Impacts of economic and industry growth 

The developments in the Cambodian economy and various industries have created more opportunities for the Cambodian public. Tourism, in particular, has introduced various other businesses and industries, providing more employment for Cambodians. Due to the burgeoning popularity in tourism, the hospitality industry has naturally also improved greatly over the years to accommodate the growth of tourists. As the number of tourists have increased through the past 2 decades, hotel occupancy has also increased, with 70.2% of tourists staying in hotels as of 2015. The growth in the hotel industry requires that hotel staff be kept up to date with hospitality training, and the Ministry of Tourism has teamed up with private groups to provide training programs for the improvement of hotel services. This training will provide hospitality staff with a skillset that can better their further employability prospects. 

Other businesses that have benefited greatly from the tourism industry are the retail trade industry and the gambling industry.

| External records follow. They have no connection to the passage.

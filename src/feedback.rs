//! Per-letter feedback and guess records.

use std::fmt::{self, Display};

#[cfg(feature = "serde")]
use serde::{Deserialize, Serialize};

use crate::{FeedbackError, Result, Word, WORD_LEN};

/// The outcome of one letter of a guess.
#[derive(Clone, Copy, Debug, PartialEq, Eq, Hash)]
#[cfg_attr(
    feature = "serde",
    derive(Serialize, Deserialize),
    serde(crate = "serde_crate")
)]
pub enum Feedback {
    /// The letter is in the word, at this position.
    Correct,

    /// The letter is in the word, at some other position.
    Present,

    /// The word has no unclaimed copies of the letter.
    Absent,
}

impl Feedback {
    /// Parses a feedback symbol.
    ///
    /// Accepts the letter forms `G`/`Y`/`X` (green, yellow, gray; `B` for
    /// black is also taken) and the digit forms `2`/`1`/`0`, in either
    /// case.
    pub fn from_char(c: char) -> Result<Self> {
        match c.to_ascii_lowercase() {
            'g' | '2' => Ok(Feedback::Correct),
            'y' | '1' => Ok(Feedback::Present),
            'x' | 'b' | '0' => Ok(Feedback::Absent),
            _ => Err(FeedbackError::UnknownSymbol(c).into()),
        }
    }

    /// Parses a full row of feedback symbols, e.g. `"GYXXG"`.
    pub fn parse_row(row: &str) -> Result<Vec<Self>> {
        row.trim().chars().map(Feedback::from_char).collect()
    }

    /// The colored tile used when rendering a guess.
    pub fn tile(self) -> char {
        match self {
            Feedback::Correct => '🟩',
            Feedback::Present => '🟨',
            Feedback::Absent => '⬛',
        }
    }

    /// Grades `guess` against a known `answer`.
    ///
    /// Correct positions claim their letters first; the remaining letters
    /// of the guess are then marked `Present` while unclaimed copies are
    /// left in the answer. A letter never earns more `Correct` and
    /// `Present` marks together than the answer holds copies of it, so
    /// guessing `spool` against `sober` yields `Present` for the first `o`
    /// and `Absent` for the second.
    pub fn grade(guess: &Word, answer: &Word) -> [Feedback; WORD_LEN] {
        let guess = guess.letters();
        let answer = answer.letters();

        let mut feedback = [Feedback::Absent; WORD_LEN];
        let mut remaining = [0u8; 26];

        for i in 0..WORD_LEN {
            if guess[i] == answer[i] {
                feedback[i] = Feedback::Correct;
            } else {
                remaining[(answer[i] - b'A') as usize] += 1;
            }
        }

        for i in 0..WORD_LEN {
            if feedback[i] == Feedback::Correct {
                continue;
            }
            let left = &mut remaining[(guess[i] - b'A') as usize];
            if *left > 0 {
                feedback[i] = Feedback::Present;
                *left -= 1;
            }
        }

        feedback
    }
}

/// A submitted word together with the feedback it earned.
///
/// Records are immutable once constructed; a session's history is an
/// append-only sequence of them.
#[derive(Clone, Copy, Debug, PartialEq, Eq)]
#[cfg_attr(
    feature = "serde",
    derive(Serialize, Deserialize),
    serde(crate = "serde_crate")
)]
pub struct GuessRecord {
    word: Word,
    feedback: [Feedback; WORD_LEN],
}

impl GuessRecord {
    /// Records the feedback a guess earned.
    ///
    /// The slice must hold exactly one symbol per letter; anything else is
    /// a board handing back a malformed row.
    pub fn new(word: Word, feedback: &[Feedback]) -> Result<Self> {
        let feedback: [Feedback; WORD_LEN] =
            feedback
                .try_into()
                .map_err(|_| FeedbackError::WrongLength {
                    expected: WORD_LEN,
                    got: feedback.len(),
                })?;
        Ok(GuessRecord { word, feedback })
    }

    pub fn word(&self) -> Word {
        self.word
    }

    pub fn feedback(&self) -> &[Feedback; WORD_LEN] {
        &self.feedback
    }

    /// True when every position is [`Feedback::Correct`].
    pub fn is_win(&self) -> bool {
        self.feedback.iter().all(|&f| f == Feedback::Correct)
    }

    /// The tile rendering of the feedback row.
    pub fn tiles(&self) -> String {
        self.feedback.iter().map(|f| f.tile()).collect()
    }
}

impl Display for GuessRecord {
    fn fmt(&self, f: &mut fmt::Formatter<'_>) -> fmt::Result {
        write!(f, "{} ({})", self.word, self.tiles())
    }
}

#[cfg(test)]
mod test {
    use super::*;

    fn word(s: &str) -> Word {
        Word::from_str(s).unwrap()
    }

    fn row(s: &str) -> [Feedback; WORD_LEN] {
        let mut res = [Feedback::Absent; WORD_LEN];
        for (i, c) in s.chars().enumerate() {
            match c {
                'c' => res[i] = Feedback::Correct,
                'p' => res[i] = Feedback::Present,
                _ => {}
            }
        }
        res
    }

    macro_rules! grade_test {
        ($fn_name:ident[$answer:expr => $( [$guess:expr, $res:expr] );*]) => {
            #[test]
            fn $fn_name() {
                $(assert_eq!(
                    Feedback::grade(&word($guess), &word($answer)),
                    row($res),
                    "grading {} against {}",
                    $guess,
                    $answer,
                );)*
            }
        };
    }

    grade_test! { repeat_letter_guesses["sober" =>
        ["spool", "capaa"];
        ["soaks", "ccaaa"]]
    }

    grade_test! { repeat_letter_answer["spoon" =>
        ["odors", "pacap"]]
    }

    grade_test! { repeat_before_correct["tills" =>
        ["pines", "acaac"];
        ["sills", "acccc"]]
    }

    grade_test! { exact_match["crane" =>
        ["crane", "ccccc"]]
    }

    grade_test! { no_overlap["crimp" =>
        ["bolts", "aaaaa"]]
    }

    #[test]
    fn wrong_length_rows_are_rejected() {
        let short = [Feedback::Correct; 3];
        assert!(GuessRecord::new(word("crane"), &short).is_err());
    }

    #[test]
    fn symbol_parsing_round_trips_both_alphabets() {
        assert_eq!(
            Feedback::parse_row("GYXyg").unwrap(),
            Feedback::parse_row("21012").unwrap()
        );
        assert!(Feedback::from_char('q').is_err());
    }

    #[test]
    fn win_detection() {
        let record = GuessRecord::new(word("crane"), &[Feedback::Correct; WORD_LEN]).unwrap();
        assert!(record.is_win());
        assert_eq!(record.to_string(), "CRANE (🟩🟩🟩🟩🟩)");

        let record =
            GuessRecord::new(word("crane"), &Feedback::grade(&word("crane"), &word("train")))
                .unwrap();
        assert!(!record.is_win());
    }
}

Several food and beverage franchise stores such as KFC, Pizza Hut, and Burger King have sprung up in Cambodia, geared towards both tourists who hanker for a taste of home and locals who have been influenced by Western culture. Fashion retail brands like Skechers, Giordano, and Mango have also opened their doors in Cambodia in response to a demand for brand-name clothing brought on by exposure to foreign trends. Within the retail sector, 32% of the working population are expected to be middle or high income workers by 2017. The gambling and tourism industry have a bilateral relationship, with one fueling the other and vice versa. As gambling is illegal for Cambodians, the main revenue for casinos comes from foreign gamblers. As Cambodia is located so close to Thailand, where gambling is also illegal, many Thai tourists enter Cambodia in order to gamble, greatly boosting the gambling industry. The thriving gambling industry brings in good revenue for the economy and provides more jobs for Cambodians. 

As Cambodia develops further, the government has also laid plans for further development of the infrastructure. Apart from roadworks, there are also tracks being laid for improvements to the major railway lines. These infrastructural developments, along with investments in renewable energy and new power plants will aid in the enhancement of the business climate and the economy.